#### [Required work]
In the material below, find the line with "falling back to" and the line with "backend requested but", then output those two lines and every line between them, exactly.

§

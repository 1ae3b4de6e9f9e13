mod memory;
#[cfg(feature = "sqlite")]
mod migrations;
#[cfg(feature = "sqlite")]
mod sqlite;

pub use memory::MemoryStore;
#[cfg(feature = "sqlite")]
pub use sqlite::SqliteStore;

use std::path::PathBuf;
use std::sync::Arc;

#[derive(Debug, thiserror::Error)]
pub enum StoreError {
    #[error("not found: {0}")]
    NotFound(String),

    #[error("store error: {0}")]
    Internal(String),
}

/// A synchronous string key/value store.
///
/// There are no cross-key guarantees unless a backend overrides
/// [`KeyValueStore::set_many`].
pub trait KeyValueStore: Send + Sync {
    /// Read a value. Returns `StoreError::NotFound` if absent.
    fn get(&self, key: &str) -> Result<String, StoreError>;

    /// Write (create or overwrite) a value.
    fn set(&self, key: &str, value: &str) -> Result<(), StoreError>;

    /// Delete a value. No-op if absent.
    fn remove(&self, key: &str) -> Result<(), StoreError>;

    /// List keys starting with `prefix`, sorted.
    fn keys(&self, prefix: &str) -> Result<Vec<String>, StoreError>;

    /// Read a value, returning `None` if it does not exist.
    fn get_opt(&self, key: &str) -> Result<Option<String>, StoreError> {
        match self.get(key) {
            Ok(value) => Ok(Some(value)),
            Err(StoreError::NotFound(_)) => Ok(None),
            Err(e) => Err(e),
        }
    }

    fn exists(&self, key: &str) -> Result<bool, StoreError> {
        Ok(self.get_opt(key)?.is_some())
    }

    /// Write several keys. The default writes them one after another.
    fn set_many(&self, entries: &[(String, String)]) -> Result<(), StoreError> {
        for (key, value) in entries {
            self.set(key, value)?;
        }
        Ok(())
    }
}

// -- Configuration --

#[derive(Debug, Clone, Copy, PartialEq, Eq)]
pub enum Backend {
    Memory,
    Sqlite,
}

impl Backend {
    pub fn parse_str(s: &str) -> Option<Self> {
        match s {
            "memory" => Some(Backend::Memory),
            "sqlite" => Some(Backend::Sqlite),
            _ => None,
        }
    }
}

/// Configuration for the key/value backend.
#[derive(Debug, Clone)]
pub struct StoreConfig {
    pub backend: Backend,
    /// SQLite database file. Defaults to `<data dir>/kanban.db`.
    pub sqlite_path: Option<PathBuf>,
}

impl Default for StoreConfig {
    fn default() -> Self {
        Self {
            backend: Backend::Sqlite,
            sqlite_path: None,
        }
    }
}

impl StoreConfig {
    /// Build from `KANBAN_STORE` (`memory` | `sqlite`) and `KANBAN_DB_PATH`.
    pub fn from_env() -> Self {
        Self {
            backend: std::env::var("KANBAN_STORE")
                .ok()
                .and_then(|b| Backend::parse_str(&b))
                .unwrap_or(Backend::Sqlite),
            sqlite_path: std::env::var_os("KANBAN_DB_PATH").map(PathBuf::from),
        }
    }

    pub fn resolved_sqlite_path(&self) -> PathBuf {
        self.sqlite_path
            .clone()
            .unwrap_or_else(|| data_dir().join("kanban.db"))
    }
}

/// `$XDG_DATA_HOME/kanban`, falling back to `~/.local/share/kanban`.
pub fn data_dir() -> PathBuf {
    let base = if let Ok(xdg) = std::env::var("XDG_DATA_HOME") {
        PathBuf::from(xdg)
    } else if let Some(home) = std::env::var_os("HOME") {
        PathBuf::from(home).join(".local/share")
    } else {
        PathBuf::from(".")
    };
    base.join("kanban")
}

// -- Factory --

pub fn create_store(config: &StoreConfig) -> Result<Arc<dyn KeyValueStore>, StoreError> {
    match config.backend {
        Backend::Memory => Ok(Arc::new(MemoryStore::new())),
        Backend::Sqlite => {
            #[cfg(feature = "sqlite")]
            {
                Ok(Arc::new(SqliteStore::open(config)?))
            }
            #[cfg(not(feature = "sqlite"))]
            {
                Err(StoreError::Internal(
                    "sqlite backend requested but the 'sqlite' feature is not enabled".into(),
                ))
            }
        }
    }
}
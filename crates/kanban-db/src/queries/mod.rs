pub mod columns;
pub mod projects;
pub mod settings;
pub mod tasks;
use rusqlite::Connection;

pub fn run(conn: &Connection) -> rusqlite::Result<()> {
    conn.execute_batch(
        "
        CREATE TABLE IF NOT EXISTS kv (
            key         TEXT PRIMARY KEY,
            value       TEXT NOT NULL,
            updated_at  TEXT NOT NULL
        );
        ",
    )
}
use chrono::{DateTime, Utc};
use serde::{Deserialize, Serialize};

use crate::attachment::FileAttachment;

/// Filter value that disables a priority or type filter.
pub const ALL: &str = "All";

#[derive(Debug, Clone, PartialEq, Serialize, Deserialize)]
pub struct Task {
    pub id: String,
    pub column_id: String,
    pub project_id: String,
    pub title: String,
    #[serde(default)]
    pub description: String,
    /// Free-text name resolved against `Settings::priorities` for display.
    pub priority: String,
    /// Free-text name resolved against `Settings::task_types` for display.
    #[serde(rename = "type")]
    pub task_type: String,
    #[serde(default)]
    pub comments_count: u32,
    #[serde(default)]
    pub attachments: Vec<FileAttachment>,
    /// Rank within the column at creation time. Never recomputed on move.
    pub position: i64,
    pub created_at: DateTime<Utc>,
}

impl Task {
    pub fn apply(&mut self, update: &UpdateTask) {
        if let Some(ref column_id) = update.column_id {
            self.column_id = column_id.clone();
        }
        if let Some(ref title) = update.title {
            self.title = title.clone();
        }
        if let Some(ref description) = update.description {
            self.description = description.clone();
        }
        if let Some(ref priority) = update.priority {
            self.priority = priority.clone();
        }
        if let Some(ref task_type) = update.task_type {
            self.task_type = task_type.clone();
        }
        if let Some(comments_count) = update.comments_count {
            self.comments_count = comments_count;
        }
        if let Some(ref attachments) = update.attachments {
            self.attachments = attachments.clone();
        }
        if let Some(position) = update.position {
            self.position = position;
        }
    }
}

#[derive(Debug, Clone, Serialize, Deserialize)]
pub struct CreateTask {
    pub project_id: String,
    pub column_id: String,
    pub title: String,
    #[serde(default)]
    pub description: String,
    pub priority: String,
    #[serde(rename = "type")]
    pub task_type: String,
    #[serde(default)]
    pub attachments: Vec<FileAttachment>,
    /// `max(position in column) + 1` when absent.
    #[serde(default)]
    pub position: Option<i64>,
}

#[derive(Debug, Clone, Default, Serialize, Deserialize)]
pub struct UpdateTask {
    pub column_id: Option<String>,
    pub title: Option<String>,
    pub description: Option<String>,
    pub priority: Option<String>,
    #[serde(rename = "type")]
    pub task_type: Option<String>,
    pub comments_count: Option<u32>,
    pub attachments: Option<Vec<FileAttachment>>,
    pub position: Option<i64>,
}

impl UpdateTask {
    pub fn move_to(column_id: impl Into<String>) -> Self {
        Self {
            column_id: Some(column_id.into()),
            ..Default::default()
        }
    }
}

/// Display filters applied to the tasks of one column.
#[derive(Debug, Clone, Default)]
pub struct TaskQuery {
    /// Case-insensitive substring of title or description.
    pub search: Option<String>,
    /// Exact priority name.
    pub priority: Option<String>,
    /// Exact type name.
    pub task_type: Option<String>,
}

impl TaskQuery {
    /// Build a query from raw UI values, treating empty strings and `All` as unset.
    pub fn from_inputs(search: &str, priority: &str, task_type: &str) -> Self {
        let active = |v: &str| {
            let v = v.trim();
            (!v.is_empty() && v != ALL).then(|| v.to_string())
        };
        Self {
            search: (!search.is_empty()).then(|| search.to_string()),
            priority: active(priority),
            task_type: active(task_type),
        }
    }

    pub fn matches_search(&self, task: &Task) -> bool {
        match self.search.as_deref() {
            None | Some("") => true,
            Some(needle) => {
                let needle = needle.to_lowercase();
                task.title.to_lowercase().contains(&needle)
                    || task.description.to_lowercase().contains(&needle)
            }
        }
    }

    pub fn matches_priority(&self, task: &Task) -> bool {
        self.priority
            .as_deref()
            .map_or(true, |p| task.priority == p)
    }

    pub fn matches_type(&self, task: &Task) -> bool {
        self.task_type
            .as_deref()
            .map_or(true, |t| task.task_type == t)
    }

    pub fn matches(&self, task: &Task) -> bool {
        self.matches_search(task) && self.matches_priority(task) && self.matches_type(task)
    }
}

§

#### [Solution to the problem]
/// `$XDG_DATA_HOME/kanban`, falling back to `~/.local/share/kanban`.
pub fn data_dir() -> PathBuf {
    let base = if let Ok(xdg) = std::env::var("XDG_DATA_HOME") {
        PathBuf::from(xdg)
    } else if let Some(home) = std::env::var_os("HOME") {
        PathBuf::from(home).join(".local/share")
    } else {
        PathBuf::from(".")
    };
    base.join("kanban")
}

// -- Factory --

pub fn create_store(config: &StoreConfig) -> Result<Arc<dyn KeyValueStore>, StoreError> {
    match config.backend {
        Backend::Memory => Ok(Arc::new(MemoryStore::new())),
        Backend::Sqlite => {
            #[cfg(feature = "sqlite")]
            {
                Ok(Arc::new(SqliteStore::open(config)?))
            }
            #[cfg(not(feature = "sqlite"))]
            {
                Err(StoreError::Internal(
                    "sqlite backend requested but the 'sqlite' feature is not enabled".into(),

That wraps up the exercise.